Setting up the SSD required installing the installed Windows 8.1 operating system that was on the hard drive onto the SSD. They provide a bootable Acronis True Image software to do this. The tricky part was figuring out how to boot from the DVD with Windows 8.1. I tried going into the BIOS and changing it so that USB DVD was the first item. I did not realize at the time that it had to be a USB connected DVD (which I do not have) and not the DVD in the Desktop itself. So the second method I tried was in Windows 8.1 to access the Charm -> Settings -> Change PC Settings -> Update and Recovery -> Recovery -> Advanced startup -> Restart Now –> Use a device –> USB Floppy/CD. Of course that didn’t work either.

Well the whole point was to clone the disk. I found a free program: AOMEI Partition Assistant Standard Edition. I had to copy 4 partitions, one by one, but it knew it was an SSD and asked if I wanted to optimize for it, which I did. I set the BIOS to boot up off the SSD. When that rebooted, it asked me the Windows 8.1 first time startup questions again. But after some investigation, I realized it didn’t boot up off of the SSD at all, but still was booting up off the hard drive. I tried a number of things but decided to wait until the next morning to call Kingston Tech Support 1-877-546-4786 Mon - Fri, 6 am to 6 pm PT.
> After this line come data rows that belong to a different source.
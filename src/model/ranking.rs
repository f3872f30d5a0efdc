//! Leaderboard ordering

use super::competitor::Competitor;
use serde::Serialize;
use std::cmp::Reverse;
use std::fmt;

/// Key a leaderboard can be sorted by
#[derive(Debug, Clone, PartialEq, Eq, Serialize)]
pub enum RankCriterion {
    TotalScore,
    TotalSolved,
    Round(String),
}

impl RankCriterion {
    /// `"totalScore"`, `"totalSolved"`, or anything else as a round name
    pub fn from_str(s: &str) -> RankCriterion {
        match s {
            "totalScore" | "total-score" => RankCriterion::TotalScore,
            "totalSolved" | "total-solved" => RankCriterion::TotalSolved,
            round => RankCriterion::Round(round.to_string()),
        }
    }

    pub fn key(&self, competitor: &Competitor) -> i64 {
        match self {
            RankCriterion::TotalScore => competitor.total_score,
            RankCriterion::TotalSolved => competitor.total_solved,
            RankCriterion::Round(round) => competitor.score(round),
        }
    }
}

impl fmt::Display for RankCriterion {
    fn fmt(&self, f: &mut fmt::Formatter<'_>) -> fmt::Result {
        match self {
            RankCriterion::TotalScore => write!(f, "totalScore"),
            RankCriterion::TotalSolved => write!(f, "totalSolved"),
            RankCriterion::Round(round) => write!(f, "{}", round),
        }
    }
}

/// Default order: total score, then total solved, both descending; stable
pub fn rank_default(competitors: &mut [Competitor]) {
    competitors.sort_by_key(|c| (Reverse(c.total_score), Reverse(c.total_solved)));
}

/// Re-sort by one criterion descending, total score breaking ties; stable
pub fn rank_by(competitors: &mut [Competitor], criterion: &RankCriterion) {
    competitors.sort_by_key(|c| (Reverse(criterion.key(c)), Reverse(c.total_score)));
}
Kingston Tech told me that Windows 8.1 boots in UEFI mode meaning it can only boot from selected devices, and the computer’s DVD drive is not one of them. I would have to change to Legacy BIOS-compatibility mode to do that. I would have tried this, but after I got off the phone with them, there were all sorts of warnings in the BIOS of the consequences of going back to Legacy mode. So I didn’t try that.

The second thing Kingston Tech told me was once the drive is cloned, you have to disconnect the internal hard drive before the OS will make it the boot drive. That was the key thing that none of the other instructions anywhere told me. They also recommended Macrium Reflect to do the cloning which has a 30 day free trial and said it would do a better job to clone the main drive to the SSD.
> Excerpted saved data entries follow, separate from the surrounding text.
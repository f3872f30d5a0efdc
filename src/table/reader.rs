//! Delimited score sheet reader
//!
//! The sheet is a plain delimited file: the header line decides both the
//! delimiter and the column set. There is no quoting, so a delimiter inside a
//! value shifts the remaining fields of that row.

use crate::error::{Result, StandingsError};
use serde::Serialize;
use std::collections::HashMap;

/// One data row, keyed by column name
#[derive(Debug, Clone, Default, PartialEq, Serialize)]
pub struct RawRecord {
    values: HashMap<String, String>,
    /// Number of fields the line actually had
    field_count: usize,
}

impl RawRecord {
    /// Value of a column, or an empty string when the row has none
    pub fn get(&self, column: &str) -> &str {
        self.values.get(column).map(String::as_str).unwrap_or("")
    }

    /// Value of a column, `None` when missing or blank
    pub fn non_empty(&self, column: &str) -> Option<&str> {
        Some(self.get(column)).filter(|v| !v.is_empty())
    }

    pub fn field_count(&self) -> usize {
        self.field_count
    }
}

/// Parsed sheet: ordered unique columns plus rows in file order
#[derive(Debug, Clone, Default, Serialize)]
pub struct Table {
    pub columns: Vec<String>,
    pub rows: Vec<RawRecord>,
    pub delimiter: char,
}

impl Table {
    pub fn has_column(&self, name: &str) -> bool {
        self.columns.iter().any(|c| c == name)
    }

    /// Rows with fewer fields than the header, as (row number, field count)
    ///
    /// Row numbers count the header as row 1, ignoring blank lines.
    pub fn short_rows(&self) -> Vec<(usize, usize)> {
        self.rows
            .iter()
            .enumerate()
            .filter(|(_, r)| r.field_count < self.columns.len())
            .map(|(i, r)| (i + 2, r.field_count))
            .collect()
    }
}

/// Pick the delimiter from the header line: semicolon if present, else comma
pub fn detect_delimiter(header_line: &str) -> char {
    if header_line.contains(';') {
        ';'
    } else {
        ','
    }
}

/// Parse sheet text into columns and rows
///
/// Blank text is an error; a header with no data lines is an empty table.
pub fn parse(text: &str) -> Result<Table> {
    let text = text.trim();
    let header_line = match text.lines().next() {
        Some(line) if !line.trim().is_empty() => line,
        _ => return Err(StandingsError::EmptySource),
    };
    let delimiter = detect_delimiter(header_line);

    let mut reader = csv::ReaderBuilder::new()
        .delimiter(delimiter as u8)
        .has_headers(false)
        .flexible(true)
        .quoting(false)
        .trim(csv::Trim::All)
        .from_reader(text.as_bytes());

    let mut records = reader.records();

    let header = match records.next() {
        Some(record) => record?,
        None => return Err(StandingsError::EmptySource),
    };

    // Keep the first occurrence of each name so the column set stays unique
    let mut columns: Vec<String> = Vec::with_capacity(header.len());
    let mut positions: Vec<Option<usize>> = Vec::with_capacity(header.len());
    for name in header.iter() {
        if columns.iter().any(|c| c == name) {
            log::warn!("Duplicate column '{}' ignored", name);
            positions.push(None);
        } else {
            positions.push(Some(columns.len()));
            columns.push(name.to_string());
        }
    }

    let mut rows = Vec::new();
    for result in records {
        let record = result?;
        if record.len() <= 1 && record.get(0).map_or(true, str::is_empty) {
            continue;
        }

        if record.len() > header.len() {
            log::debug!(
                "Line {} has {} fields, header has {}; extras ignored",
                rows.len() + 2,
                record.len(),
                header.len()
            );
        }

        let mut values = HashMap::with_capacity(columns.len());
        for (i, slot) in positions.iter().enumerate() {
            if let Some(col) = slot {
                let value = record.get(i).unwrap_or("");
                values.insert(columns[*col].clone(), value.to_string());
            }
        }

        rows.push(RawRecord {
            values,
            field_count: record.len(),
        });
    }

    log::debug!(
        "Parsed {} columns and {} rows (delimiter '{}')",
        columns.len(),
        rows.len(),
        delimiter
    );

    Ok(Table {
        columns,
        rows,
        delimiter,
    })
}

#[cfg(test)]
mod tests {
    use super::*;

    #[test]
    fn test_detect_delimiter() {
        assert_eq!(detect_delimiter("Username;Round 1;Round 2"), ';');
        assert_eq!(detect_delimiter("Username,Round 1,Round 2"), ',');
    }

    #[test]
    fn test_parse_semicolon_sheet() {
        let table = parse("Username ; Round 1;Round 2\nAlice; 10 ;8\n").unwrap();
        assert_eq!(table.delimiter, ';');
        assert_eq!(table.columns, vec!["Username", "Round 1", "Round 2"]);
        assert_eq!(table.rows.len(), 1);
        assert_eq!(table.rows[0].get("Username"), "Alice");
        assert_eq!(table.rows[0].get("Round 1"), "10");
    }

    #[test]
    fn test_delimiter_taken_from_header_only() {
        // Header has no semicolon, so the semicolon in the row is plain text
        let table = parse("Username,Note\nAlice,a;b\n").unwrap();
        assert_eq!(table.delimiter, ',');
        assert_eq!(table.rows[0].get("Note"), "a;b");
    }

    #[test]
    fn test_blank_lines_skipped() {
        let text = "\n\nUsername,Round 1\n\nAlice,3\n   \nBob,4\n\n";
        let table = parse(text).unwrap();
        assert_eq!(table.rows.len(), 2);
        assert_eq!(table.rows[1].get("Username"), "Bob");
    }

    #[test]
    fn test_crlf_lines() {
        let table = parse("Username,Round 1\r\nAlice,3\r\nBob,4\r\n").unwrap();
        assert_eq!(table.columns, vec!["Username", "Round 1"]);
        assert_eq!(table.rows[1].get("Round 1"), "4");
    }

    #[test]
    fn test_short_row_padded_with_empty() {
        let table = parse("Username,Round 1,Round 2\nAlice,5\n").unwrap();
        let row = &table.rows[0];
        assert_eq!(row.get("Round 1"), "5");
        assert_eq!(row.get("Round 2"), "");
        assert_eq!(row.non_empty("Round 2"), None);
        assert_eq!(row.field_count(), 2);
        assert_eq!(table.short_rows(), vec![(2, 2)]);
    }

    #[test]
    fn test_long_row_extras_ignored() {
        let table = parse("Username,Round 1\nAlice,5,99,100\n").unwrap();
        assert_eq!(table.rows[0].get("Round 1"), "5");
        assert!(table.short_rows().is_empty());
    }

    #[test]
    fn test_quotes_are_literal() {
        let table = parse("Username,Round 1\n\"Al,ice\",5\n").unwrap();
        // No quoting support: the comma splits the name
        assert_eq!(table.rows[0].get("Username"), "\"Al");
        assert_eq!(table.rows[0].get("Round 1"), "ice\"");
    }

    #[test]
    fn test_duplicate_columns_keep_first() {
        let table = parse("Username,Round 1,Round 1\nAlice,5,7\n").unwrap();
        assert_eq!(table.columns, vec!["Username", "Round 1"]);
        assert_eq!(table.rows[0].get("Round 1"), "5");
    }

    #[test]
    fn test_header_only_is_empty_table() {
        let table = parse("Username,Round 1\n").unwrap();
        assert_eq!(table.columns.len(), 2);
        assert!(table.rows.is_empty());
    }

    #[test]
    fn test_empty_text_is_error() {
        assert!(matches!(parse(""), Err(StandingsError::EmptySource)));
        assert!(matches!(parse("  \n \n"), Err(StandingsError::EmptySource)));
    }
}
So that’s what I did. This is something relatively simple but you’ve got to be quite meticulous to do it right. Then in the BIOS, I switched the boot drive to the SSD and disconnected the other drive. The machine started up and set the SSD as the boot drive. We are now at hour 12.

I reconnected the Sata cable for the other drive, but switched Sata positions so that the SSD would appear as Disk 0 and the other drive as Disk 1.

To clean up the old drive, I went into Windows Disk Management, but it wouldn’t allow me many operations on the old drive. Initially it looked like a bug because a right-click would only bring up a partial menu box with only “Help” visible. I tried the Macrium Reflect and AOMEI as well but they wouldn’t do it either. It seemed that HP must have protected the partitions of the hard drive. After some Google research, I found “How to delete a protected EFI disk partition with Windows 7 or 8″ from http://www.winability.com/delete-protected-efi-disk-partition/ and it showed me how to completely clean the drive, after which I could reformat it as one big data drive that would be my D: drive.

There. 16 hours of work later and its done. That was easy, wasn’t it? Probably only 100 steps to do this, but I tried 1,000 steps before I got to the right 100 in the right order.

If you get the least bit frustrated with trying to get computers working, then I would suggest that you don’t try this yourself. I had all weekend and from past experience I was expecting this.

Now I’m a bit closer to getting the new computer set up. I’ll still have to copy all my data over, install all my programs again, customize it the way I like it, and learn some of the nuances of Windows 8.1 so that I’ll be efficient at it.